Exercise. The whole listing, repeated exactly, is what this task asks for.

Entries shown.

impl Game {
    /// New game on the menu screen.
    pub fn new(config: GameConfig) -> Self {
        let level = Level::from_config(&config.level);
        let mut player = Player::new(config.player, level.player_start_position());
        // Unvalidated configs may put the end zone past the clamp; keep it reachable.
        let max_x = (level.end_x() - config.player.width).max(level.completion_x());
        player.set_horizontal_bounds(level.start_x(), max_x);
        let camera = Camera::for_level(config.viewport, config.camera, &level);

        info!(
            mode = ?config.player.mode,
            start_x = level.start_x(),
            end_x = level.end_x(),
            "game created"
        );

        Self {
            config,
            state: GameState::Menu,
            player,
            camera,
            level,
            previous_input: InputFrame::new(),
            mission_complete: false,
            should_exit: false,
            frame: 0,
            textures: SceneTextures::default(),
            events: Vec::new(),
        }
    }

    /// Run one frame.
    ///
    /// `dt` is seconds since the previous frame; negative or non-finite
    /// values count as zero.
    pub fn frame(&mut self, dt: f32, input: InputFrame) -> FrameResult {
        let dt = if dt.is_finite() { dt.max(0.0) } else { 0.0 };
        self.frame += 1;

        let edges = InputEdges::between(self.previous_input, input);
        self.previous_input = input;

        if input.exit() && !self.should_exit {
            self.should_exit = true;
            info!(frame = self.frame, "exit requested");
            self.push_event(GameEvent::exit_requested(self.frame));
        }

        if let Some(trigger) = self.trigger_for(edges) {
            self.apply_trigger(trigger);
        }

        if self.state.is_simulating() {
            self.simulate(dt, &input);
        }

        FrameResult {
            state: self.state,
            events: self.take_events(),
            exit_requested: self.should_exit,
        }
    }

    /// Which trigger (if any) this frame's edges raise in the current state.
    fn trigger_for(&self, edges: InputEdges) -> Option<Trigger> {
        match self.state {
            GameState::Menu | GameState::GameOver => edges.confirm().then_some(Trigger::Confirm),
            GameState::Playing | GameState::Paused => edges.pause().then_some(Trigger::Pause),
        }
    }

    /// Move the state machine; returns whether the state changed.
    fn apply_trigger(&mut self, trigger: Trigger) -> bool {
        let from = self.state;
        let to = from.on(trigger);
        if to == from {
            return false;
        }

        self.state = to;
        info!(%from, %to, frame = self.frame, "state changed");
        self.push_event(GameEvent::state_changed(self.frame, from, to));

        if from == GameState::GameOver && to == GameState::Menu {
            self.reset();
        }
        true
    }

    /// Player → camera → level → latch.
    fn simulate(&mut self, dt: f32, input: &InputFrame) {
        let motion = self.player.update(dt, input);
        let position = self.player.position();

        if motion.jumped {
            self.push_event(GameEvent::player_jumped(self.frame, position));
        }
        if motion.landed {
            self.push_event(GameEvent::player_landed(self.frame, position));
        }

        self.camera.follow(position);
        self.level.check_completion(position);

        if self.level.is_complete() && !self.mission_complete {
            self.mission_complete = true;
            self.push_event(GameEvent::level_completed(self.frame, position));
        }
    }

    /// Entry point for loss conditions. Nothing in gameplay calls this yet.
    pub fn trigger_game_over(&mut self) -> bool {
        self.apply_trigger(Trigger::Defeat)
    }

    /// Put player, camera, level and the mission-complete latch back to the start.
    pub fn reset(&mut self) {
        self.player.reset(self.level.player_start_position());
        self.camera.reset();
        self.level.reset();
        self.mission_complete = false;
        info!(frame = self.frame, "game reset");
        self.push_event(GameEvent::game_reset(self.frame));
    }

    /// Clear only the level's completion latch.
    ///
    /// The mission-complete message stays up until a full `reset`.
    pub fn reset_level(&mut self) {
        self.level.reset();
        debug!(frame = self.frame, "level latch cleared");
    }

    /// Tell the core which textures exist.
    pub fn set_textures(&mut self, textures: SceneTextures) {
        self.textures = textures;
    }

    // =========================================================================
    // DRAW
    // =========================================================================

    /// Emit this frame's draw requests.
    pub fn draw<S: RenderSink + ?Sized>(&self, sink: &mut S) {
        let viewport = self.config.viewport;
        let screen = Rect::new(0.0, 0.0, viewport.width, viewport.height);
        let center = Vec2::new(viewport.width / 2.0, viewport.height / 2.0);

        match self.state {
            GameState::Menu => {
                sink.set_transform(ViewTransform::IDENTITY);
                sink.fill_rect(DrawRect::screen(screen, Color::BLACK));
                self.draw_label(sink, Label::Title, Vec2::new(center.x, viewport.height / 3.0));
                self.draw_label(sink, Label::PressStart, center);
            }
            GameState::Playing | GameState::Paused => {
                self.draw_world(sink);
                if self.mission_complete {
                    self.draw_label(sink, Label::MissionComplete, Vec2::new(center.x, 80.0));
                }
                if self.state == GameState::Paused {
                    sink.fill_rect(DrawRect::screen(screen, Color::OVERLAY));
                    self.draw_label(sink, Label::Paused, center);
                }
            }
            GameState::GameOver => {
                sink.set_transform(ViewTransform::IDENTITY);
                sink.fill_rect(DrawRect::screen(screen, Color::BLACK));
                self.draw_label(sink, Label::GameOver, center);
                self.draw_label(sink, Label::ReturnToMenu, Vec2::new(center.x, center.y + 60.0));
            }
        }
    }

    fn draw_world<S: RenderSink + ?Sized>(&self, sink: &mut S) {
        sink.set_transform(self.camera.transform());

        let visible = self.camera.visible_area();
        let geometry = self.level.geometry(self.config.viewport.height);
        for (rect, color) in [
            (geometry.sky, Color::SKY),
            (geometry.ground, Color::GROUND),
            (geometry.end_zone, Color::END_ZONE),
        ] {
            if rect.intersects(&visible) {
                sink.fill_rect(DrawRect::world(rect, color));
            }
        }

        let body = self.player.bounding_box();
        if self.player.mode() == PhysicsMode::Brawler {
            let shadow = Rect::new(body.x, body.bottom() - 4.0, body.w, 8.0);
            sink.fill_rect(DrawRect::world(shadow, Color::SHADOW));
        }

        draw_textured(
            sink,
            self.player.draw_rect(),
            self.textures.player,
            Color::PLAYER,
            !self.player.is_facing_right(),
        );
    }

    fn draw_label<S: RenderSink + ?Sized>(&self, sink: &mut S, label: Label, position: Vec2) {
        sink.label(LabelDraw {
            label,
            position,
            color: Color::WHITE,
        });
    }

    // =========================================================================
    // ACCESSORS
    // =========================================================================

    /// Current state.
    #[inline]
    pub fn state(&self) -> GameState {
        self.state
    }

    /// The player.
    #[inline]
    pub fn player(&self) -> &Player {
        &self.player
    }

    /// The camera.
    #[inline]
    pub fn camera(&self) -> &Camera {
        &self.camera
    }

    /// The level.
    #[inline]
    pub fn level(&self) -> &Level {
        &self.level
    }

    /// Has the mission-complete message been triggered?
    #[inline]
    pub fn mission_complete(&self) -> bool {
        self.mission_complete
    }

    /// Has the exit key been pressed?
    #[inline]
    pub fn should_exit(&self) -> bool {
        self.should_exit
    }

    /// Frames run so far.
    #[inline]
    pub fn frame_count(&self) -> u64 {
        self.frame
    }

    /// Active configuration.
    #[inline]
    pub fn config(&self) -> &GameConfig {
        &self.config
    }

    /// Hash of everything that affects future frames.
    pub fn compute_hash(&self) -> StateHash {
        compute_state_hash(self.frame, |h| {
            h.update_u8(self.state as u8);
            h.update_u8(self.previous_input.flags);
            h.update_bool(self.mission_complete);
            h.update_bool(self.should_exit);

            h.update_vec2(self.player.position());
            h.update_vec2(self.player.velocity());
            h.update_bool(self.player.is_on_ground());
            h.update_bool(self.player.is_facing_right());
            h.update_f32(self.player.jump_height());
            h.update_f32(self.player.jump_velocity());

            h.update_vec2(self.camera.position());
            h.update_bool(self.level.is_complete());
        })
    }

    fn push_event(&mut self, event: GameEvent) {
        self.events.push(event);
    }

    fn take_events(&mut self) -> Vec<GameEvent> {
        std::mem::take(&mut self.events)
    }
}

Task response.
impl Game {
    /// New game on the menu screen.
    pub fn new(config: GameConfig) -> Self {
        let level = Level::from_config(&config.level);
        let mut player = Player::new(config.player, level.player_start_position());
        // Unvalidated configs may put the end zone past the clamp; keep it reachable.
        let max_x = (level.end_x() - config.player.width).max(level.completion_x());
        player.set_horizontal_bounds(level.start_x(), max_x);
        let camera = Camera::for_level(config.viewport, config.camera, &level);

        info!(
            mode = ?config.player.mode,
            start_x = level.start_x(),
            end_x = level.end_x(),
            "game created"
        );

        Self {
            config,
            state: GameState::Menu,
            player,
            camera,
            level,
            previous_input: InputFrame::new(),
            mission_complete: false,
            should_exit: false,
            frame: 0,
            textures: SceneTextures::default(),
            events: Vec::new(),
        }
    }

    /// Run one frame.
    ///
    /// `dt` is seconds since the previous frame; negative or non-finite
    /// values count as zero.
    pub fn frame(&mut self, dt: f32, input: InputFrame) -> FrameResult {
        let dt = if dt.is_finite() { dt.max(0.0) } else { 0.0 };
        self.frame += 1;

        let edges = InputEdges::between(self.previous_input, input);
        self.previous_input = input;

        if input.exit() && !self.should_exit {
            self.should_exit = true;
            info!(frame = self.frame, "exit requested");
            self.push_event(GameEvent::exit_requested(self.frame));
        }

        if let Some(trigger) = self.trigger_for(edges) {
            self.apply_trigger(trigger);
        }

        if self.state.is_simulating() {
            self.simulate(dt, &input);
        }

        FrameResult {
            state: self.state,
            events: self.take_events(),
            exit_requested: self.should_exit,
        }
    }

    /// Which trigger (if any) this frame's edges raise in the current state.
    fn trigger_for(&self, edges: InputEdges) -> Option<Trigger> {
        match self.state {
            GameState::Menu | GameState::GameOver => edges.confirm().then_some(Trigger::Confirm),
            GameState::Playing | GameState::Paused => edges.pause().then_some(Trigger::Pause),
        }
    }

    /// Move the state machine; returns whether the state changed.
    fn apply_trigger(&mut self, trigger: Trigger) -> bool {
        let from = self.state;
        let to = from.on(trigger);
        if to == from {
            return false;
        }

        self.state = to;
        info!(%from, %to, frame = self.frame, "state changed");
        self.push_event(GameEvent::state_changed(self.frame, from, to));

        if from == GameState::GameOver && to == GameState::Menu {
            self.reset();
        }
        true
    }

    /// Player → camera → level → latch.
    fn simulate(&mut self, dt: f32, input: &InputFrame) {
        let motion = self.player.update(dt, input);
        let position = self.player.position();

        if motion.jumped {
            self.push_event(GameEvent::player_jumped(self.frame, position));
        }
        if motion.landed {
            self.push_event(GameEvent::player_landed(self.frame, position));
        }

        self.camera.follow(position);
        self.level.check_completion(position);

        if self.level.is_complete() && !self.mission_complete {
            self.mission_complete = true;
            self.push_event(GameEvent::level_completed(self.frame, position));
        }
    }

    /// Entry point for loss conditions. Nothing in gameplay calls this yet.
    pub fn trigger_game_over(&mut self) -> bool {
        self.apply_trigger(Trigger::Defeat)
    }

    /// Put player, camera, level and the mission-complete latch back to the start.
    pub fn reset(&mut self) {
        self.player.reset(self.level.player_start_position());
        self.camera.reset();
        self.level.reset();
        self.mission_complete = false;
        info!(frame = self.frame, "game reset");
        self.push_event(GameEvent::game_reset(self.frame));
    }

    /// Clear only the level's completion latch.
    ///
    /// The mission-complete message stays up until a full `reset`.
    pub fn reset_level(&mut self) {
        self.level.reset();
        debug!(frame = self.frame, "level latch cleared");
    }

    /// Tell the core which textures exist.
    pub fn set_textures(&mut self, textures: SceneTextures) {
        self.textures = textures;
    }

    // =========================================================================
    // DRAW
    // =========================================================================

    /// Emit this frame's draw requests.
    pub fn draw<S: RenderSink + ?Sized>(&self, sink: &mut S) {
        let viewport = self.config.viewport;
        let screen = Rect::new(0.0, 0.0, viewport.width, viewport.height);
        let center = Vec2::new(viewport.width / 2.0, viewport.height / 2.0);

        match self.state {
            GameState::Menu => {
                sink.set_transform(ViewTransform::IDENTITY);
                sink.fill_rect(DrawRect::screen(screen, Color::BLACK));
                self.draw_label(sink, Label::Title, Vec2::new(center.x, viewport.height / 3.0));
                self.draw_label(sink, Label::PressStart, center);
            }
            GameState::Playing | GameState::Paused => {
                self.draw_world(sink);
                if self.mission_complete {
                    self.draw_label(sink, Label::MissionComplete, Vec2::new(center.x, 80.0));
                }
                if self.state == GameState::Paused {
                    sink.fill_rect(DrawRect::screen(screen, Color::OVERLAY));
                    self.draw_label(sink, Label::Paused, center);
                }
            }
            GameState::GameOver => {
                sink.set_transform(ViewTransform::IDENTITY);
                sink.fill_rect(DrawRect::screen(screen, Color::BLACK));
                self.draw_label(sink, Label::GameOver, center);
                self.draw_label(sink, Label::ReturnToMenu, Vec2::new(center.x, center.y + 60.0));
            }
        }
    }

    fn draw_world<S: RenderSink + ?Sized>(&self, sink: &mut S) {
        sink.set_transform(self.camera.transform());

        let visible = self.camera.visible_area();
        let geometry = self.level.geometry(self.config.viewport.height);
        for (rect, color) in [
            (geometry.sky, Color::SKY),
            (geometry.ground, Color::GROUND),
            (geometry.end_zone, Color::END_ZONE),
        ] {
            if rect.intersects(&visible) {
                sink.fill_rect(DrawRect::world(rect, color));
            }
        }

        let body = self.player.bounding_box();
        if self.player.mode() == PhysicsMode::Brawler {
            let shadow = Rect::new(body.x, body.bottom() - 4.0, body.w, 8.0);
            sink.fill_rect(DrawRect::world(shadow, Color::SHADOW));
        }

        draw_textured(
            sink,
            self.player.draw_rect(),
            self.textures.player,
            Color::PLAYER,
            !self.player.is_facing_right(),
        );
    }

    fn draw_label<S: RenderSink + ?Sized>(&self, sink: &mut S, label: Label, position: Vec2) {
        sink.label(LabelDraw {
            label,
            position,
            color: Color::WHITE,
        });
    }

    // =========================================================================
    // ACCESSORS
    // =========================================================================

    /// Current state.
    #[inline]
    pub fn state(&self) -> GameState {
        self.state
    }

    /// The player.
    #[inline]
    pub fn player(&self) -> &Player {
        &self.player
    }

    /// The camera.
    #[inline]
    pub fn camera(&self) -> &Camera {
        &self.camera
    }

    /// The level.
    #[inline]
    pub fn level(&self) -> &Level {
        &self.level
    }

    /// Has the mission-complete message been triggered?
    #[inline]
    pub fn mission_complete(&self) -> bool {
        self.mission_complete
    }

    /// Has the exit key been pressed?
    #[inline]
    pub fn should_exit(&self) -> bool {
        self.should_exit
    }

    /// Frames run so far.
    #[inline]
    pub fn frame_count(&self) -> u64 {
        self.frame
    }

    /// Active configuration.
    #[inline]
    pub fn config(&self) -> &GameConfig {
        &self.config
    }

    /// Hash of everything that affects future frames.
    pub fn compute_hash(&self) -> StateHash {
        compute_state_hash(self.frame, |h| {
            h.update_u8(self.state as u8);
            h.update_u8(self.previous_input.flags);
            h.update_bool(self.mission_complete);
            h.update_bool(self.should_exit);

            h.update_vec2(self.player.position());
            h.update_vec2(self.player.velocity());
            h.update_bool(self.player.is_on_ground());
            h.update_bool(self.player.is_facing_right());
            h.update_f32(self.player.jump_height());
            h.update_f32(self.player.jump_velocity());

            h.update_vec2(self.camera.position());
            h.update_bool(self.level.is_complete());
        })
    }

    fn push_event(&mut self, event: GameEvent) {
        self.events.push(event);
    }

    fn take_events(&mut self) -> Vec<GameEvent> {
        std::mem::take(&mut self.events)
    }
}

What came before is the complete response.